Das Zeug ist endgeil, hat aber Grenzen.
Man kann den Einsatz dieses Materials optimieren, wobei die Nachteile mit schwimmen.
LG


----------



## Fr33 (29. März 2016)

*AW: Spitzenbelastung der Rute beim Auswurf*

Bei maximaler Belastung auf Dauer könnte ich dir Recht geben. Wobei das halt auch abhängig vom verbauten Blank und dessen Reserven und dem Wurfstil abhängt.

Bei ner 10-30Gr Rute wäre das rechnerische optimale WG bei 20Gr (quasi die goldene Mitte). Was passieren würde, wenn er dauerhaft 30Gr wirft? Warscheinlich nichts....  Habe hier auch so ne Rute (okey ist ne Heavy Feeder mit einem WG von 80-180gr.), die seit Jahren mit 160-180Gr Körben + Futter gequält wird. Hier werfe ich halt rund und nicht peitschenartig - aber ist kein raus schlenzen.... macht die Rute bisher seit 2008 mit....  Hab allerdings schon nen Nitro Blank (Custom Rute) beim richtig rausgepeitschtem Wurf in 3 Teile zerbersten sehen.....


----------



## Allrounder27 (29. März 2016)

*AW: Spitzenbelastung der Rute beim Auswurf*

Na, da läuft wieder einer zur Höchstform auf. Der Thread hat jetzt schon Potenzial.

Muss sich nur jemand bereit erklären, das "Null Argumente, aber Pöbeleien Spiel" mitzuspielen.


----------



## volkerm (29. März 2016)

*AW: Spitzenbelastung der Rute beim Auswurf*

Bei 20 gramm mittlerem wg. bist Du mit Leinen um 4 kg. Tragkraft nicht schlecht beraten.


----------



## Allrounder27 (29. März 2016)

*AW: Spitzenbelastung der Rute beim Auswurf*

Und wenn er an Steinpackungen angelt, bekommt er keinen Fisch raus...



> Ich würde gerne ausrechnen können, wie stark die Schnur bemessen sein muss, bei 10 g Wurfgewicht, bei 20 g Wurfgewicht, bei 30 g usw. Wie geht das?

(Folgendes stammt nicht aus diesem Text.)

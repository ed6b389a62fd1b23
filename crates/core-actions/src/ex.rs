//! Colon command lines.
//!
//! The interpreter does not understand ex syntax. It hands the line to an
//! [`ExParser`], which either produces a host-native command or one of the
//! commands the interpreter applies itself: the init-file forms (`map`,
//! `unmap`, `set`) and `:registers`.

use crate::Interpreter;
use crate::dispatcher::{ExecError, caret, normal_caret_at};
use core_config::{InitCommand, is_init_command, parse_line};
use core_state::{Host, Mode, NativeCommand, Registers, SessionState};
use std::fmt;
use thiserror::Error;
use tracing::{debug, warn};

#[derive(Debug, Clone, PartialEq, Eq, Error)]
pub enum ExError {
    #[error("empty command line")]
    Empty,
    #[error("E492: Not an editor command: {0}")]
    Invalid(String),
    #[error("E474: Invalid argument: {0}")]
    Argument(String),
}

#[derive(Debug, Clone, PartialEq, Eq)]
pub enum ExCommand {
    /// Executed by the host.
    Native(NativeCommand),
    /// Applied to the interpreter's mapping table or the buffer's settings.
    Init(InitCommand),
    /// `:registers` / `:display`: list the registers in a quick panel.
    Registers,
}

/// Turns a command line into something executable.
pub trait ExParser: fmt::Debug {
    fn parse(&self, line: &str) -> Result<ExCommand, ExError>;
}

/// Recognizes `map`/`unmap`/`set` forms, `:registers` and a bare line number;
/// everything else becomes a native command named by its first word.
#[derive(Debug, Default, Clone, Copy)]
pub struct DefaultExParser;

impl ExParser for DefaultExParser {
    fn parse(&self, line: &str) -> Result<ExCommand, ExError> {
        let line = line.trim();
        let line = line.strip_prefix(':').unwrap_or(line).trim_start();
        if line.is_empty() {
            return Err(ExError::Empty);
        }
        if line.chars().all(|c| c.is_ascii_digit()) {
            return Ok(ExCommand::Native(NativeCommand::with_args("goto", [line])));
        }
        let mut words = line.split_whitespace();
        let Some(name) = words.next() else {
            return Err(ExError::Empty);
        };
        if is_init_command(name) {
            return match parse_line(line) {
                Ok(Some(cmd)) => Ok(ExCommand::Init(cmd)),
                Ok(None) => Err(ExError::Empty),
                Err(reason) => Err(ExError::Argument(reason)),
            };
        }
        if abbreviates(name, "registers", 3) || abbreviates(name, "display", 2) {
            return Ok(ExCommand::Registers);
        }
        if !name.chars().all(|c| c.is_alphanumeric() || c == '!' || c == '_') {
            return Err(ExError::Invalid(line.to_string()));
        }
        Ok(ExCommand::Native(NativeCommand::with_args(name, words)))
    }
}

/// `name` is `full` cut down to at least `min` characters.
fn abbreviates(name: &str, full: &str, min: usize) -> bool {
    name.len() >= min && full.starts_with(name)
}

/// One line per non-empty register, control characters shown as `^J`.
fn register_listing(registers: &Registers) -> Vec<(char, String)> {
    registers
        .snapshot()
        .into_iter()
        .map(|(c, value)| {
            let shown: String = value
                .text
                .chars()
                .flat_map(|ch| match ch {
                    '\n' => vec!['^', 'J'],
                    '\t' => vec!['^', 'I'],
                    other => vec![other],
                })
                .collect();
            (c, format!("\"{c}   {shown}"))
        })
        .collect()
}

impl Interpreter {
    pub(crate) fn run_ex(&mut self, st: &mut SessionState, host: &mut dyn Host, line: &str) -> Result<(), ExecError> {
        if st.mode.has_selection() {
            st.set_mode(Mode::Normal);
            let at = caret(host);
            normal_caret_at(host, at);
        }
        let command = match self.ex.parse(line) {
            Ok(command) => command,
            Err(ExError::Empty) => return Ok(()),
            Err(error) => {
                debug!(target: "actions.ex", line, %error, "ex line rejected");
                return Err(ExecError::Message(error.to_string()));
            }
        };
        debug!(target: "actions.ex", ?command, "ex command");
        match command {
            ExCommand::Native(cmd) => host.run_native(&cmd).map_err(ExecError::Message),
            ExCommand::Init(cmd) => self.apply_ex_init(host, cmd),
            ExCommand::Registers => {
                let listing = register_listing(&self.registers);
                if listing.is_empty() {
                    host.status_message("no registers set");
                } else {
                    self.queued_panel = Some(listing);
                }
                Ok(())
            }
        }
    }

    /// `map`/`unmap` change the shared table; `set` only the current buffer.
    fn apply_ex_init(&mut self, host: &mut dyn Host, cmd: InitCommand) -> Result<(), ExecError> {
        match cmd {
            InitCommand::Map { modes, lhs, rhs } => {
                self.table.remap(&lhs, modes, rhs);
                Ok(())
            }
            InitCommand::Unmap { modes, lhs } => {
                if self.table.unmap(&lhs, modes) {
                    Ok(())
                } else {
                    warn!(target: "actions.ex", lhs = %core_events::to_notation(&lhs), "no such mapping");
                    Err(ExecError::Message("E31: No such mapping".into()))
                }
            }
            InitCommand::Set { name, value } => {
                let status = format!("{name}={value}");
                host.set(&name, value);
                host.status_message(&status);
                Ok(())
            }
        }
    }
}
use core_state::Region;
use core_text::Buffer;
use std::collections::hash_map::DefaultHasher;
use std::hash::Hasher;
use tracing::trace;

/// Maximum number of snapshots retained in undo history.
pub const UNDO_HISTORY_MAX: usize = 200;

/// A full-state snapshot for undo/redo (coarse clone of buffer + selections).
#[derive(Clone, Debug)]
pub struct EditSnapshot {
    pub buffer: Buffer,
    pub selections: Vec<Region>,
    /// Content hash of the buffer at capture.
    pub hash: u64,
}

/// Edit-group state. Edits inside an open group share one snapshot, taken
/// before the group's first edit.
#[derive(Debug, Clone, Copy, PartialEq, Eq)]
pub enum EditGroup {
    Inactive,
    Open { depth: u32, recorded: bool },
}

#[derive(Debug)]
pub struct UndoEngine {
    undo_stack: Vec<EditSnapshot>,
    redo_stack: Vec<EditSnapshot>,
    group: EditGroup,
    /// Snapshots skipped because the buffer matched the previous one.
    skipped: u64,
}

impl Default for UndoEngine {
    fn default() -> Self {
        Self::new()
    }
}

impl UndoEngine {
    pub fn new() -> Self {
        Self {
            undo_stack: Vec::new(),
            redo_stack: Vec::new(),
            group: EditGroup::Inactive,
            skipped: 0,
        }
    }

    pub fn undo_depth(&self) -> usize {
        self.undo_stack.len()
    }
    pub fn redo_depth(&self) -> usize {
        self.redo_stack.len()
    }
    pub fn group(&self) -> EditGroup {
        self.group
    }
    pub fn snapshots_skipped(&self) -> u64 {
        self.skipped
    }

    fn push_snapshot(&mut self, buffer: &Buffer, selections: &[Region]) {
        let current_hash = buffer_hash(buffer);
        if let Some(last) = self.undo_stack.last()
            && last.hash == current_hash
            && self.redo_stack.is_empty()
        {
            self.skipped += 1;
            trace!(target: "host.undo", undo_depth = self.undo_stack.len(), hash = current_hash, "snapshot_dedupe_skip");
            return;
        }
        self.undo_stack.push(EditSnapshot {
            buffer: buffer.clone(),
            selections: selections.to_vec(),
            hash: current_hash,
        });
        trace!(target: "host.undo", undo_depth = self.undo_stack.len(), lines = buffer.line_count(), hash = current_hash, "push_snapshot");
        if self.undo_stack.len() > UNDO_HISTORY_MAX {
            let _ = self.undo_stack.remove(0);
            trace!(target: "host.undo", "undo_stack_trimmed");
        }
        self.redo_stack.clear();
    }

    pub fn begin_group(&mut self) {
        self.group = match self.group {
            EditGroup::Inactive => EditGroup::Open {
                depth: 1,
                recorded: false,
            },
            EditGroup::Open { depth, recorded } => EditGroup::Open {
                depth: depth + 1,
                recorded,
            },
        };
    }

    pub fn end_group(&mut self) {
        self.group = match self.group {
            EditGroup::Open { depth, recorded } if depth > 1 => EditGroup::Open {
                depth: depth - 1,
                recorded,
            },
            _ => EditGroup::Inactive,
        };
    }

    /// Call before mutating `buffer`. Outside a group every edit gets its own
    /// snapshot; inside a group only the first does.
    pub fn before_edit(&mut self, buffer: &Buffer, selections: &[Region]) {
        match self.group {
            EditGroup::Inactive => self.push_snapshot(buffer, selections),
            EditGroup::Open {
                depth,
                recorded: false,
            } => {
                self.push_snapshot(buffer, selections);
                self.group = EditGroup::Open {
                    depth,
                    recorded: true,
                };
            }
            EditGroup::Open { recorded: true, .. } => {}
        }
    }

    pub fn undo(&mut self, buffer: &mut Buffer, selections: &mut Vec<Region>) -> bool {
        let Some(last) = self.undo_stack.pop() else {
            return false;
        };
        trace!(target: "host.undo", undo_depth = self.undo_stack.len(), redo_depth = self.redo_stack.len(), "undo_pop");
        self.redo_stack.push(EditSnapshot {
            buffer: buffer.clone(),
            selections: selections.clone(),
            hash: buffer_hash(buffer),
        });
        *buffer = last.buffer;
        *selections = last.selections;
        true
    }

    pub fn redo(&mut self, buffer: &mut Buffer, selections: &mut Vec<Region>) -> bool {
        let Some(next) = self.redo_stack.pop() else {
            return false;
        };
        trace!(target: "host.undo", redo_depth = self.redo_stack.len(), undo_depth = self.undo_stack.len(), "redo_pop");
        self.undo_stack.push(EditSnapshot {
            buffer: buffer.clone(),
            selections: selections.clone(),
            hash: buffer_hash(buffer),
        });
        *buffer = next.buffer;
        *selections = next.selections;
        true
    }
}

fn buffer_hash(buf: &Buffer) -> u64 {
    let mut h = DefaultHasher::new();
    for i in 0..buf.line_count() {
        if let Some(l) = buf.line(i) {
            h.write(l.as_bytes());
        }
    }
    h.finish()
}

#[cfg(test)]
mod tests {
    use super::*;

    fn buf(s: &str) -> Buffer {
        Buffer::from_str("t", s).unwrap()
    }

    #[test]
    fn ungrouped_edits_undo_one_at_a_time() {
        let mut u = UndoEngine::new();
        let mut b = buf("a");
        let mut sel = vec![Region::caret(0)];
        u.before_edit(&b, &sel);
        b.insert_str(1, "b");
        u.before_edit(&b, &sel);
        b.insert_str(2, "c");
        assert_eq!(u.undo_depth(), 2);
        assert!(u.undo(&mut b, &mut sel));
        assert_eq!(b.text(), "ab");
        assert!(u.redo(&mut b, &mut sel));
        assert_eq!(b.text(), "abc");
    }

    #[test]
    fn group_collapses_to_one_snapshot() {
        let mut u = UndoEngine::new();
        let mut b = buf("x");
        let mut sel = vec![Region::caret(0)];
        u.begin_group();
        u.begin_group();
        u.before_edit(&b, &sel);
        b.insert_str(0, "1");
        u.end_group();
        u.before_edit(&b, &sel);
        b.insert_str(0, "2");
        u.end_group();
        assert_eq!(u.group(), EditGroup::Inactive);
        assert_eq!(u.undo_depth(), 1);
        assert!(u.undo(&mut b, &mut sel));
        assert_eq!(b.text(), "x");
        assert!(!u.undo(&mut b, &mut sel));
    }

    #[test]
    fn empty_group_records_nothing() {
        let mut u = UndoEngine::new();
        u.begin_group();
        u.end_group();
        assert_eq!(u.undo_depth(), 0);
    }

    #[test]
    fn identical_snapshot_is_skipped() {
        let mut u = UndoEngine::new();
        let b = buf("same");
        u.before_edit(&b, &[]);
        u.before_edit(&b, &[]);
        assert_eq!(u.undo_depth(), 1);
        assert_eq!(u.snapshots_skipped(), 1);
    }
}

Hängt vom Gewässer und der zu beangelnden Fischart ab. 4 Kg können in Gewässern ohne Hängergefahr bei schon langen. Aber wenn du in Hängerträchtigen Gewässern mit größeren Hechten angelst, dann wären auch 8-10 Kg nicht zuviel (wobei das in diesem Fall dann die Rute wohl überlasen würde).


----------



## Fantastic Fishing (29. März 2016)

*AW: Spitzenbelastung der Rute beim Auswurf*

Wenn ich mich nicht täusche gehts beim Gewicht auch teils immer um eine optimale Aufladung um die Wurfweiten zu erreichen, mehr Gewicht ranhängen geht immer, führt aber zur ungenauen Würfen und Fehlbelastung die dann Irgendwann zum Bruch führen kann.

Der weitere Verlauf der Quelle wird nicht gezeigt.